▶ _Exercise objective_: Only the lines that contain the string "passed" belong in the answer; pull them from the records.

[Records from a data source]

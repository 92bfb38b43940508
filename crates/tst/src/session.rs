// SPDX-License-Identifier: MIT
// Copyright (c) 2026 Alfred Jean LLC

//! Test invocation wrapper.
//!
//! A [`Session`] owns the reporter and the lifecycle hooks for a suite and
//! runs each test body between them. Configure hooks before tests start;
//! a session is shared read-only while bodies run.

use crate::hooks::{AfterEachGuard, Hooks};
use crate::report::{caller_id, Reporter};
use std::panic::Location;
use std::time::{Duration, Instant};
use tst_case::Recorder;

/// What a test body reports back
#[derive(Clone, Debug, Default, PartialEq, Eq)]
pub struct Outcome {
    /// Test name; empty means "use the call site"
    pub name: String,
    pub description: String,
    pub failed: bool,
}

impl Outcome {
    pub fn new(name: impl Into<String>, description: impl Into<String>, failed: bool) -> Self {
        Self {
            name: name.into(),
            description: description.into(),
            failed,
        }
    }

    /// A passing outcome
    pub fn passed(name: impl Into<String>, description: impl Into<String>) -> Self {
        Self::new(name, description, false)
    }

    /// A failing outcome
    pub fn failed(name: impl Into<String>) -> Self {
        Self::new(name, String::new(), true)
    }

    /// An outcome named after the session call site
    pub fn unnamed(failed: bool) -> Self {
        Self::new(String::new(), String::new(), failed)
    }
}

impl<N, D> From<(N, D, bool)> for Outcome
where
    N: Into<String>,
    D: Into<String>,
{
    fn from((name, description, failed): (N, D, bool)) -> Self {
        Self::new(name, description, failed)
    }
}

/// Reporter plus lifecycle hooks for a suite
#[derive(Clone, Debug, Default)]
pub struct Session {
    reporter: Reporter,
    hooks: Hooks,
}

impl Session {
    pub fn new(reporter: Reporter) -> Self {
        Self {
            reporter,
            hooks: Hooks::new(),
        }
    }

    /// Session using [`Reporter::from_env`]
    pub fn from_env() -> Self {
        Self::new(Reporter::from_env())
    }

    /// Builder: replace the hooks
    pub fn with_hooks(mut self, hooks: Hooks) -> Self {
        self.hooks = hooks;
        self
    }

    pub fn reporter(&self) -> &Reporter {
        &self.reporter
    }

    pub fn reporter_mut(&mut self) -> &mut Reporter {
        &mut self.reporter
    }

    pub fn hooks(&self) -> &Hooks {
        &self.hooks
    }

    pub fn hooks_mut(&mut self) -> &mut Hooks {
        &mut self.hooks
    }

    /// See [`Reporter::testing`]
    pub fn testing(&self, name: &str, description: &str, enabled: bool) -> bool {
        self.reporter.testing(name, description, enabled)
    }

    /// Run a test body that does not need the recorder.
    ///
    /// Returns whether the body failed.
    #[track_caller]
    pub fn run<F, O>(&self, recorder: &dyn Recorder, body: F) -> bool
    where
        F: FnOnce() -> O,
        O: Into<Outcome>,
    {
        self.run_at(Location::caller(), recorder, |_| body().into())
    }

    /// Run a test body that receives the recorder.
    ///
    /// Order: before-each, body (timed), report, after-each. The after-each
    /// hook also runs if the body unwinds. Returns whether the body failed.
    #[track_caller]
    pub fn run_with<F, O>(&self, recorder: &dyn Recorder, body: F) -> bool
    where
        F: FnOnce(&dyn Recorder) -> O,
        O: Into<Outcome>,
    {
        self.run_at(Location::caller(), recorder, |r| body(r).into())
    }

    fn run_at(
        &self,
        location: &Location<'_>,
        recorder: &dyn Recorder,
        body: impl FnOnce(&dyn Recorder) -> Outcome,
    ) -> bool {
        self.hooks.run_before_each();
        let _after = AfterEachGuard::new(&self.hooks);

        let start = Instant::now();
        let outcome = body(recorder);
        let elapsed = format_elapsed(start.elapsed());

        let name = if outcome.name.is_empty() {
            caller_id(location)
        } else {
            outcome.name
        };

        if outcome.failed {
            self.reporter
                .failed(recorder, &name, format_args!("{:>15}: {}", elapsed, name));
        } else {
            self.reporter.passed(
                recorder,
                &name,
                format_args!("{:>15}: {} {}", elapsed, name, outcome.description),
            );
        }
        outcome.failed
    }
}

fn format_elapsed(elapsed: Duration) -> String {
    format!("{:?}", elapsed)
}

#[cfg(test)]
#[path = "session_tests.rs"]
mod tests;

▶ _Response to the task_:
    pub fn passed(name: impl Into<String>, description: impl Into<String>) -> Self {
            self.reporter.passed(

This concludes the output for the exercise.